## Your task
Go through the listing below and return each line that includes "String".

## Data for this task
○ ○ ○ ○

//! Local mesh interfaces.

use std::net::Ipv4Addr;

/// A local interface taking part in the mesh
#[derive(Debug, Clone, PartialEq, Eq)]
pub struct BatmanIf {
    /// Position in the interface list; index 0 is the primary interface
    pub index: usize,
    /// Device name, for logging
    pub name: String,
    /// Our address on this interface
    pub address: Ipv4Addr,
    /// Broadcast address OGMs are sent to
    pub broadcast: Ipv4Addr,
    /// Prefix length of the attached network
    pub prefix_len: u8,
    /// Sequence number the next own OGM on this interface will carry
    pub out_seqno: u16,
    /// Inactive interfaces are skipped when sending
    pub active: bool,
}

impl BatmanIf {
    /// Interface with the broadcast address derived from the prefix.
    pub fn new(index: usize, name: impl Into<String>, address: Ipv4Addr, prefix_len: u8) -> Self {
        let host_bits = u32::MAX.checked_shr(prefix_len as u32).unwrap_or(0);
        Self {
            index,
            name: name.into(),
            address,
            broadcast: Ipv4Addr::from(u32::from(address) | host_bits),
            prefix_len,
            out_seqno: 1,
            active: true,
        }
    }

    /// Override the derived broadcast address.
    pub fn with_broadcast(mut self, broadcast: Ipv4Addr) -> Self {
        self.broadcast = broadcast;
        self
    }

    /// Network mask of the attached network.
    pub fn netmask(&self) -> Ipv4Addr {
        let mask = u32::MAX
            .checked_shl(32 - self.prefix_len as u32)
            .unwrap_or(0);
        Ipv4Addr::from(mask)
    }

    /// Network address of the attached network.
    pub fn network(&self) -> Ipv4Addr {
        Ipv4Addr::from(u32::from(self.address) & u32::from(self.netmask()))
    }

    /// Whether `addr` lies in the attached network.
    pub fn contains(&self, addr: Ipv4Addr) -> bool {
        u32::from(addr) & u32::from(self.netmask()) == u32::from(self.network())
    }

    /// Whether this is the primary interface.
    pub fn is_primary(&self) -> bool {
        self.index == 0
    }
}

#[cfg(test)]
mod tests {
    use super::*;

    #[test]
    fn test_broadcast_derived_from_prefix() {
        let iface = BatmanIf::new(0, "wlan0", Ipv4Addr::new(10, 10, 3, 7), 16);
        assert_eq!(iface.broadcast, Ipv4Addr::new(10, 10, 255, 255));
        assert_eq!(iface.network(), Ipv4Addr::new(10, 10, 0, 0));
        assert_eq!(iface.netmask(), Ipv4Addr::new(255, 255, 0, 0));
        assert_eq!(iface.out_seqno, 1);
        assert!(iface.active);
    }

    #[test]
    fn test_contains() {
        let iface = BatmanIf::new(1, "eth1", Ipv4Addr::new(192, 168, 5, 1), 24);
        assert!(iface.contains(Ipv4Addr::new(192, 168, 5, 200)));
        assert!(!iface.contains(Ipv4Addr::new(192, 168, 6, 1)));
        assert!(!iface.is_primary());
    }

    #[test]
    fn test_edge_prefix_lengths() {
        let host = BatmanIf::new(0, "lo", Ipv4Addr::new(10, 0, 0, 1), 32);
        assert_eq!(host.broadcast, Ipv4Addr::new(10, 0, 0, 1));
        assert_eq!(host.netmask(), Ipv4Addr::new(255, 255, 255, 255));

        let all = BatmanIf::new(0, "any", Ipv4Addr::new(10, 0, 0, 1), 0);
        assert_eq!(all.broadcast, Ipv4Addr::BROADCAST);
        assert_eq!(all.netmask(), Ipv4Addr::UNSPECIFIED);
        assert!(all.contains(Ipv4Addr::new(8, 8, 8, 8)));
    }
}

○ ○ ○ ○

## Worked solution
    pub name: String,
    pub fn new(index: usize, name: impl Into<String>, address: Ipv4Addr, prefix_len: u8) -> Self {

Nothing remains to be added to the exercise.